[[ Data, beginning ]]
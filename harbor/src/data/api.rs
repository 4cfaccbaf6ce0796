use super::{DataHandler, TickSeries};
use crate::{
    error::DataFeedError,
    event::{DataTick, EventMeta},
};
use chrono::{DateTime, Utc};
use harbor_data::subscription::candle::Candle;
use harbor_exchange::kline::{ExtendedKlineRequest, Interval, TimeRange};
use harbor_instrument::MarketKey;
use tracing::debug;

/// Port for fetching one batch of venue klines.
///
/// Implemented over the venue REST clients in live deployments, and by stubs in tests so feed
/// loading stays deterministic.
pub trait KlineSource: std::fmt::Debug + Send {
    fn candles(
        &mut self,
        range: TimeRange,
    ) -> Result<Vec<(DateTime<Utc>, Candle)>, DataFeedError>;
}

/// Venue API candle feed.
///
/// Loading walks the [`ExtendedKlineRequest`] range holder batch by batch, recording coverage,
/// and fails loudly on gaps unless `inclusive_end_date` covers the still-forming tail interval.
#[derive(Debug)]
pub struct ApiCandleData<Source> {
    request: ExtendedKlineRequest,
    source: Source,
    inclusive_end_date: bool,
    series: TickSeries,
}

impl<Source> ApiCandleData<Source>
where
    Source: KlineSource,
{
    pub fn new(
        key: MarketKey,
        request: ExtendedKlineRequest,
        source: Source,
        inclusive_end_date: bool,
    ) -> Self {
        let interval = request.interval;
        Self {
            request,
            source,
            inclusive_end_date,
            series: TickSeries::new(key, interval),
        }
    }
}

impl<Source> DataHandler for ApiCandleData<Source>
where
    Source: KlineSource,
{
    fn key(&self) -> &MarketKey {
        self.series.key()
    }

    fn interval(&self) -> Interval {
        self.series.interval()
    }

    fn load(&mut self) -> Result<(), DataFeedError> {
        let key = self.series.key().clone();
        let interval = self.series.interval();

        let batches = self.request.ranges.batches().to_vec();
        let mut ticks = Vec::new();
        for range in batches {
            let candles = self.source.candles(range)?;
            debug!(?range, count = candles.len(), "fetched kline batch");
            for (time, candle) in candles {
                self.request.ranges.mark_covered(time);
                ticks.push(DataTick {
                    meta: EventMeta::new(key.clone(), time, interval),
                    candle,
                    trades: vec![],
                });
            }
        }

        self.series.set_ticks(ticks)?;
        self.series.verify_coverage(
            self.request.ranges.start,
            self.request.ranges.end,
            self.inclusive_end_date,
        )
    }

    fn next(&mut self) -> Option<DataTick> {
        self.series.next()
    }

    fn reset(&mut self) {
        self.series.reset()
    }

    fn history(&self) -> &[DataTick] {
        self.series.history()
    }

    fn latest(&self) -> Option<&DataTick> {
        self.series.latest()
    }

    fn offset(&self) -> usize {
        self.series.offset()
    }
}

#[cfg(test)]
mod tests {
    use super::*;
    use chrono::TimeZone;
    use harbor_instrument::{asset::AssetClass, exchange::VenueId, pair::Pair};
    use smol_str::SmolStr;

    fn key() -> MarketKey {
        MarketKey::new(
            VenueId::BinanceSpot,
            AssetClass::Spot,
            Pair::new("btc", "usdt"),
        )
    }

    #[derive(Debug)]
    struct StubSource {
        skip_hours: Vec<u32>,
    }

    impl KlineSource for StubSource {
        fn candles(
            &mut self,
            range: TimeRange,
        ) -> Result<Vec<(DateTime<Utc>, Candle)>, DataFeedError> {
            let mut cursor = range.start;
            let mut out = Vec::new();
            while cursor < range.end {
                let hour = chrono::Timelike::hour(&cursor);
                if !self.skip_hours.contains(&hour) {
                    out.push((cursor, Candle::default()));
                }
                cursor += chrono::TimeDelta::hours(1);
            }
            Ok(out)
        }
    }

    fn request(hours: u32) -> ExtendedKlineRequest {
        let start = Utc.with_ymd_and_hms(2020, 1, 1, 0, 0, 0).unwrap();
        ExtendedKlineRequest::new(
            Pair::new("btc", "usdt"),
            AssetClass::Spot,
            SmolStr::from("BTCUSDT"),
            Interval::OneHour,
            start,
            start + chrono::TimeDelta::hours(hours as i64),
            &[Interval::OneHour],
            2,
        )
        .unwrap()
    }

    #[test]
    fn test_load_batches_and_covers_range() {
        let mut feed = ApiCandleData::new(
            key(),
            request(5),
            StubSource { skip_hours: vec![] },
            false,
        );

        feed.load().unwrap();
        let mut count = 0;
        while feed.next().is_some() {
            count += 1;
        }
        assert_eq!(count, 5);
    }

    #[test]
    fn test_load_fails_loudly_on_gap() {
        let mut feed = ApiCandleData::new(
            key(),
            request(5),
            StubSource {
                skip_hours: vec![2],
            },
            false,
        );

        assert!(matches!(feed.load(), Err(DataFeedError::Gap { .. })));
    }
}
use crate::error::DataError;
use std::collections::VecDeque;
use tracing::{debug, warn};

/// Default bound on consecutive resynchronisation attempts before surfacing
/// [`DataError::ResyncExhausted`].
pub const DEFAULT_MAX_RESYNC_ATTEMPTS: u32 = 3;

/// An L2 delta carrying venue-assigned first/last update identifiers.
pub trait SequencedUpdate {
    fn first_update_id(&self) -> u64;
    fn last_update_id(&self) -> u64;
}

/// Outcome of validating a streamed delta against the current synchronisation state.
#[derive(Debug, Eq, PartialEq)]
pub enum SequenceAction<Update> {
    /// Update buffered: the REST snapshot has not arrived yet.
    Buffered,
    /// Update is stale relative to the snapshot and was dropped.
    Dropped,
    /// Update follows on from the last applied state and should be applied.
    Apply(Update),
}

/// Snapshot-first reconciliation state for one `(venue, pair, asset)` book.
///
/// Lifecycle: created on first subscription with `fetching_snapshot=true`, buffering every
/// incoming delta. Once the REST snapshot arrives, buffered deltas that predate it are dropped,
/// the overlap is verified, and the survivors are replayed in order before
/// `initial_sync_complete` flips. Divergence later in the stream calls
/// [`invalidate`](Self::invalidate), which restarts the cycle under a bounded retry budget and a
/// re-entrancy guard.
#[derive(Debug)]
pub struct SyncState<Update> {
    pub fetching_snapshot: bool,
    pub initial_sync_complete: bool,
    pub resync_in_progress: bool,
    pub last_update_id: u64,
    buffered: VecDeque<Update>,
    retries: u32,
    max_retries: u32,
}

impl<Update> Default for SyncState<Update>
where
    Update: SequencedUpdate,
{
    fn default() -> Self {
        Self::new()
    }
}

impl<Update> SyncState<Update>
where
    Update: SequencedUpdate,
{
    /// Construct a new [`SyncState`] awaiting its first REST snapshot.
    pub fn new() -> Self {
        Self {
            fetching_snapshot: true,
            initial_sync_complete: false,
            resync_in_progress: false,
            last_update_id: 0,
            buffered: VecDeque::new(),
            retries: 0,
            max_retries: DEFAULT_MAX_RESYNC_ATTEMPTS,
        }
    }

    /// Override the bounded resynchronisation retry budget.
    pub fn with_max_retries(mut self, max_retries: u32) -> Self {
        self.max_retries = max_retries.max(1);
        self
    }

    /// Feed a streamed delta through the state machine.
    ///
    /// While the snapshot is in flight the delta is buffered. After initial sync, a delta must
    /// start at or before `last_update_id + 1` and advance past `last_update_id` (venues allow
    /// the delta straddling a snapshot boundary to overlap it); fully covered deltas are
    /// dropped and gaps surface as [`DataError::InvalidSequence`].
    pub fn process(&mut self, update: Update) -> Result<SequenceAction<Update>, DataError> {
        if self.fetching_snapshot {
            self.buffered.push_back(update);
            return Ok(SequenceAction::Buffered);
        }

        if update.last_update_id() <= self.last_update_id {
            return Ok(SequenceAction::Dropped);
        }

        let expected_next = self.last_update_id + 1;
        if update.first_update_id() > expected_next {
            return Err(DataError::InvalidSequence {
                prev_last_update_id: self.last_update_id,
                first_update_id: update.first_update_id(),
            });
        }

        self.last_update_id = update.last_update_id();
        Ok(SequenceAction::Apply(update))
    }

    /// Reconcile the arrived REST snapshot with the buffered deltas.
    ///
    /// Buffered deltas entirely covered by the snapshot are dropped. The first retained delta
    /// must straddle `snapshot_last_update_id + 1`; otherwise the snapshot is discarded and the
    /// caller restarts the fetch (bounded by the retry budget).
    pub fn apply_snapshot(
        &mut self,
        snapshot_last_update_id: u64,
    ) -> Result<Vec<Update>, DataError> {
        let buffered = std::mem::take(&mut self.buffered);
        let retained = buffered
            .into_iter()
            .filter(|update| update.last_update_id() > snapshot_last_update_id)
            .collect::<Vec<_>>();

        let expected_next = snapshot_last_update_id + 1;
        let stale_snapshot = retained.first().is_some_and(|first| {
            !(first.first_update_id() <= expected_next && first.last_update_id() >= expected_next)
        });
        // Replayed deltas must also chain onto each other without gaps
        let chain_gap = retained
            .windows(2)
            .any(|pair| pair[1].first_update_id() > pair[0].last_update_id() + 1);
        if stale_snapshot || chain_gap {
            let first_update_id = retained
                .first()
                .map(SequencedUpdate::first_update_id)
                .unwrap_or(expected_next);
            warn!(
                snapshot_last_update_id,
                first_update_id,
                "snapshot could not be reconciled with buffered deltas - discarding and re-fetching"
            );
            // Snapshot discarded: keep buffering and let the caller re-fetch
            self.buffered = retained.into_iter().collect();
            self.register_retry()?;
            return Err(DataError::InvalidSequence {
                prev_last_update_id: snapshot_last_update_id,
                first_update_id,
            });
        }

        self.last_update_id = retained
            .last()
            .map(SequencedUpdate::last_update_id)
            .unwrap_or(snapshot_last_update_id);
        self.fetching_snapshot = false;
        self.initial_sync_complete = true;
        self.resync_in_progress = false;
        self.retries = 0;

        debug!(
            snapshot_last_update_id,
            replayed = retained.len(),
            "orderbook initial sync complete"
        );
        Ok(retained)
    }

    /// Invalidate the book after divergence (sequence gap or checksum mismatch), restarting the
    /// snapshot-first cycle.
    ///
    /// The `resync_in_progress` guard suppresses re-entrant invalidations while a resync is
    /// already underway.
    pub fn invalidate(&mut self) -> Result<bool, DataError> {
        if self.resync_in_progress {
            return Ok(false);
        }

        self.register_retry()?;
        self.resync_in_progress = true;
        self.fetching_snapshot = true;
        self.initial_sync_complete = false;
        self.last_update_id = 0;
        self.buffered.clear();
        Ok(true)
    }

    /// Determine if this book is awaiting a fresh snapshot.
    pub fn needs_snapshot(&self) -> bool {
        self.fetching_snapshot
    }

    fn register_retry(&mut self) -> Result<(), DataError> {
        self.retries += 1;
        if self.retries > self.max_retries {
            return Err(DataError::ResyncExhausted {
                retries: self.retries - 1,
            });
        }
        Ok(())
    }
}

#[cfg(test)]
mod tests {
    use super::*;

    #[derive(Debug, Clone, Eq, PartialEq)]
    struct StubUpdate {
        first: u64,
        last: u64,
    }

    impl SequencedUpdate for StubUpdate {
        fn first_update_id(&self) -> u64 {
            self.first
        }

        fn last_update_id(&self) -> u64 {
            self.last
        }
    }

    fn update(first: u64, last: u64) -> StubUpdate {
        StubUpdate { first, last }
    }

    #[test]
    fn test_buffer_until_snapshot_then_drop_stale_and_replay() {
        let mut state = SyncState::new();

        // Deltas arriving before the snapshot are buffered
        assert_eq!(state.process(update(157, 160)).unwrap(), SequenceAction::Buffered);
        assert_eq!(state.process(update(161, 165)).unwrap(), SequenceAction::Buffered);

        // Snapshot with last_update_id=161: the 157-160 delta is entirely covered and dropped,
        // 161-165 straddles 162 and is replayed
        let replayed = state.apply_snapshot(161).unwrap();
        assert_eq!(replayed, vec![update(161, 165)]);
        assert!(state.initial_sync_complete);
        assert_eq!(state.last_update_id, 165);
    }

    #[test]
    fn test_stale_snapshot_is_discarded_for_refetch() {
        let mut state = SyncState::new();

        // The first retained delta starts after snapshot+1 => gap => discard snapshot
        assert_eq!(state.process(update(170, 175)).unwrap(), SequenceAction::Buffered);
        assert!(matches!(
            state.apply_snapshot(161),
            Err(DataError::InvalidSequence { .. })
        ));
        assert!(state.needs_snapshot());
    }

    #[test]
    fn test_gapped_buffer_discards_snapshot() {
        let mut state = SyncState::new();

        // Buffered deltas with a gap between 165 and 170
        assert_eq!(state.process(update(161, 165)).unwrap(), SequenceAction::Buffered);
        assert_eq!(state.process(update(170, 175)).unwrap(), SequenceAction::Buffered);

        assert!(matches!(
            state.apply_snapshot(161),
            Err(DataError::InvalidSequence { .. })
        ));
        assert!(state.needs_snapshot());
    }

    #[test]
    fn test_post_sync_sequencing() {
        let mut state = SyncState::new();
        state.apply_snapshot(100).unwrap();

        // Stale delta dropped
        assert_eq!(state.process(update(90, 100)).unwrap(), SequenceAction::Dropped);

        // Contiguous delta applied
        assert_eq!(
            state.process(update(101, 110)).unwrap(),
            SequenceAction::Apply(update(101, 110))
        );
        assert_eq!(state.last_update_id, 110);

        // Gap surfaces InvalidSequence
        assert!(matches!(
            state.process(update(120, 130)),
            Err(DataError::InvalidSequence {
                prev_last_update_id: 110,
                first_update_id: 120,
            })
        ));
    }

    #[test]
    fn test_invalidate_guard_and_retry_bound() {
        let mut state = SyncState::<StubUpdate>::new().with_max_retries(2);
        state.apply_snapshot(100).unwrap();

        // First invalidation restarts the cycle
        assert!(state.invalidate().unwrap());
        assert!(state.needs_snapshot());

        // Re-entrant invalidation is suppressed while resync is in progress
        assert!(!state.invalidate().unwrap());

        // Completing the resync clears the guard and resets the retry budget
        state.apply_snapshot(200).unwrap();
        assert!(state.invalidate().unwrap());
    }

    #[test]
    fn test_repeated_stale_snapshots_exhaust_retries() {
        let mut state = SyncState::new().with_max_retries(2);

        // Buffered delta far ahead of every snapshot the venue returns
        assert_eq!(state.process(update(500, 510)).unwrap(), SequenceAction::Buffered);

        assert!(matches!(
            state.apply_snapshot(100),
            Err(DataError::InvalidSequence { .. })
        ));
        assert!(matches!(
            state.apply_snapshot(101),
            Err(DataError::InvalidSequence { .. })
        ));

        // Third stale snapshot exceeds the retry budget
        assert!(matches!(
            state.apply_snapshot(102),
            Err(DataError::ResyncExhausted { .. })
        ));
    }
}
[[ Data, end ]]
* _The problem_: Take every line above that includes "before" and list it.

* _Task solution_:
/// Default bound on consecutive resynchronisation attempts before surfacing
/// the overlap is verified, and the survivors are replayed in order before
    /// start at or before `last_update_id + 1` and advance past `last_update_id` (venues allow
        // Deltas arriving before the snapshot are buffered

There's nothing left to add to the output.